To further explore the underlying correlation between these groups, the heat map was applied to visualize the Pearson correlation coefficient between each clinical feature or laboratory indices (Figure 4). “Severity” in the heatmap indicated the severities of COVID-19, i.e. mild, severe, and critical classifications. As indicated by the heat map, the features that positively correlated with patient classifications included coagulation indices e.g. PT (Pearson correlation 0.46), APTT (Pearson correlation 0.31), and D-dimer (Pearson correlation 0.46) and others e.g. GLU (Pearson correlation 0.42) whereas indices including TC (Pearson correlation -0.42), HDL (Pearson correlation -0.54), and LDL (Pearson correlation -0.54) showed a significantly negative correlation with patient classifications. We further applied those data to the normal distribution curve to estimate those features’ relationship with the severity (Figure 4). Unlike age-severity distribution with the critical group’s mean between severe group and mild group (Figure 4), coagulation indices-severity distributions including PT, APTT, and D-dimer all complied with the mild-severe-critical distribution positively and other indices such as TC, HDL, and LDL negatively (Figure S1).
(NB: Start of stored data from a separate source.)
///! ANQP element model
///!
///! Elements are modeled as one tagged enum instead of an opaque payload per
///! type, so consumers match on a variant rather than downcasting.
use serde::{Deserialize, Serialize};
use std::collections::{BTreeMap, HashMap};

/// ANQP element identifiers this core understands.
#[derive(Debug, Clone, Copy, PartialEq, Eq, Hash, Serialize, Deserialize)]
pub enum AnqpElementType {
    VenueName,
    RoamingConsortium,
    IpAddrAvailability,
    NaiRealm,
    ThreeGppNetwork,
    DomainName,
    HsFriendlyName,
    HsWanMetrics,
    HsConnCapability,
    HsOsuProviders,
}

/// Element set fetched from one AP, keyed by element type.
pub type AnqpElements = HashMap<AnqpElementType, AnqpElement>;

/// Enrollment method offered by an OSU provider.
#[derive(Debug, Clone, Copy, PartialEq, Eq, Hash, Serialize, Deserialize)]
pub enum OsuMethod {
    OmaDm,
    SoapXmlSpp,
}

/// OSU provider entry as carried in the HS 2.0 OSU Providers element.
///
/// Language-keyed maps use `BTreeMap` so the derived `Hash`/ordering are
/// deterministic.
#[derive(Debug, Clone, PartialEq, Eq, Hash, Serialize, Deserialize)]
pub struct OsuProviderInfo {
    /// SSID of the operator's open OSU ESS. Operator-scoped, not part of the
    /// provider's identity.
    pub osu_ssid: Option<String>,
    /// Friendly name per language tag.
    pub friendly_names: BTreeMap<String, String>,
    /// Service description per language tag.
    pub service_descriptions: BTreeMap<String, String>,
    pub server_uri: String,
    pub network_access_identifier: Option<String>,
    pub methods: Vec<OsuMethod>,
}

/// An online sign-up offer as exposed to callers.
///
/// Identical to [`OsuProviderInfo`] minus the OSU SSID: the SSID belongs to
/// whichever hotspot operator advertises the offer, so the same service
/// provider seen at two operators must compare equal.
#[derive(Debug, Clone, PartialEq, Eq, Hash, Serialize, Deserialize)]
pub struct OsuProvider {
    pub friendly_names: BTreeMap<String, String>,
    pub service_descriptions: BTreeMap<String, String>,
    pub server_uri: String,
    pub network_access_identifier: Option<String>,
    pub methods: Vec<OsuMethod>,
}

impl OsuProvider {
    /// Build the offer from a raw element entry, dropping the OSU SSID.
    pub fn from_info(info: &OsuProviderInfo) -> Self {
        Self {
            friendly_names: info.friendly_names.clone(),
            service_descriptions: info.service_descriptions.clone(),
            server_uri: info.server_uri.clone(),
            network_access_identifier: info.network_access_identifier.clone(),
            methods: info.methods.clone(),
        }
    }

    pub fn friendly_name(&self, language: &str) -> Option<&str> {
        self.friendly_names.get(language).map(String::as_str)
    }
}

/// One parsed ANQP element.
#[derive(Debug, Clone, PartialEq, Serialize, Deserialize)]
pub enum AnqpElement {
    VenueName(Vec<String>),
    /// Organization identifiers of the roaming consortium.
    RoamingConsortium(Vec<u64>),
    IpAddrAvailability { ipv4: u8, ipv6: u8 },
    /// NAI realms the AP can authenticate against.
    NaiRealm(Vec<String>),
    /// PLMN identifiers for cellular offload.
    ThreeGppNetwork(Vec<String>),
    /// Operator domain names; the basis for home-provider classification.
    DomainName(Vec<String>),
    HsFriendlyName(BTreeMap<String, String>),
    HsWanMetrics { downlink_kbps: u32, uplink_kbps: u32 },
    /// (protocol, port, status) tuples from the connection capability element.
    HsConnCapability(Vec<(u8, u16, u8)>),
    HsOsuProviders(Vec<OsuProviderInfo>),
}

impl AnqpElement {
    pub fn element_type(&self) -> AnqpElementType {
        match self {
            AnqpElement::VenueName(_) => AnqpElementType::VenueName,
            AnqpElement::RoamingConsortium(_) => AnqpElementType::RoamingConsortium,
            AnqpElement::IpAddrAvailability { .. } => AnqpElementType::IpAddrAvailability,
            AnqpElement::NaiRealm(_) => AnqpElementType::NaiRealm,
            AnqpElement::ThreeGppNetwork(_) => AnqpElementType::ThreeGppNetwork,
            AnqpElement::DomainName(_) => AnqpElementType::DomainName,
            AnqpElement::HsFriendlyName(_) => AnqpElementType::HsFriendlyName,
            AnqpElement::HsWanMetrics { .. } => AnqpElementType::HsWanMetrics,
            AnqpElement::HsConnCapability(_) => AnqpElementType::HsConnCapability,
            AnqpElement::HsOsuProviders(_) => AnqpElementType::HsOsuProviders,
        }
    }
}

/// Collect parsed elements into the type-keyed map stored in the cache.
/// A later element of the same type replaces the earlier one.
pub fn element_map(elements: impl IntoIterator<Item = AnqpElement>) -> AnqpElements {
    elements
        .into_iter()
        .map(|e| (e.element_type(), e))
        .collect()
}
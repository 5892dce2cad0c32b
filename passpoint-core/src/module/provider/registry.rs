///! Provider registry keyed by FQDN
use super::provider::{PasspointProvider, ProviderId};
use std::collections::HashMap;

/// In-memory set of installed providers.
///
/// The registry also owns the provider-id allocator. Ids are consumed even
/// when an install later fails, so an id observed anywhere is never
/// ambiguous. The id counter and the provider list are handed to the
/// external persistence layer verbatim through the snapshot surface.
#[derive(Debug, Default)]
pub struct ProviderRegistry {
    providers: HashMap<String, PasspointProvider>,
    next_provider_id: ProviderId,
}

impl ProviderRegistry {
    pub fn new() -> Self {
        Self::default()
    }

    /// Hand out the next creation index. Never reused.
    pub fn allocate_provider_id(&mut self) -> ProviderId {
        let id = self.next_provider_id;
        self.next_provider_id += 1;
        id
    }

    /// Insert keyed by FQDN, returning the provider this one replaced.
    pub fn insert(&mut self, provider: PasspointProvider) -> Option<PasspointProvider> {
        let fqdn = provider.fqdn().to_string();
        self.providers.insert(fqdn, provider)
    }

    pub fn remove(&mut self, fqdn: &str) -> Option<PasspointProvider> {
        self.providers.remove(fqdn)
    }

    pub fn get(&self, fqdn: &str) -> Option<&PasspointProvider> {
        self.providers.get(fqdn)
    }

    pub fn get_mut(&mut self, fqdn: &str) -> Option<&mut PasspointProvider> {
        self.providers.get_mut(fqdn)
    }

    pub fn providers(&self) -> impl Iterator<Item = &PasspointProvider> {
        self.providers.values()
    }

    pub fn providers_mut(&mut self) -> impl Iterator<Item = &mut PasspointProvider> {
        self.providers.values_mut()
    }

    /// Providers in ascending creation order, for deterministic iteration.
    pub fn providers_by_id(&self) -> Vec<&PasspointProvider> {
        let mut ordered: Vec<&PasspointProvider> = self.providers.values().collect();
        ordered.sort_by_key(|p| p.provider_id());
        ordered
    }

    pub fn len(&self) -> usize {
        self.providers.len()
    }

    pub fn is_empty(&self) -> bool {
        self.providers.is_empty()
    }

    // ============ Persistence Snapshot Surface ============

    /// Provider list as handed to the persistence collaborator, in creation
    /// order.
    pub fn providers_snapshot(&self) -> Vec<PasspointProvider> {
        self.providers_by_id().into_iter().cloned().collect()
    }

    /// Replace the registry content from a persisted list.
    pub fn set_providers(&mut self, providers: Vec<PasspointProvider>) {
        self.providers.clear();
        for provider in providers {
            self.insert(provider);
        }
    }

    pub fn provider_index(&self) -> ProviderId {
        self.next_provider_id
    }

    pub fn set_provider_index(&mut self, index: ProviderId) {
        self.next_provider_id = index;
    }
}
To explore which indices played an indispensable role, a random forest model was constructed according to patient classifications. The best accuracy of the model is 83.8%, the maximum depth of the tree is 9, and the number of classifiers is 50 (Figure S1). Then the model showed us the importance of each feature (Figure 4, Figure S1). The most important feature was PT, followed by D-dimer. These two features contributed to the 40% importance of total. The red dotted line together with the black one separated the features that totaled 90% importance. Taken together, those data suggested the important role of coagulation and hematological indices during the deterioration of COVID-19 progress.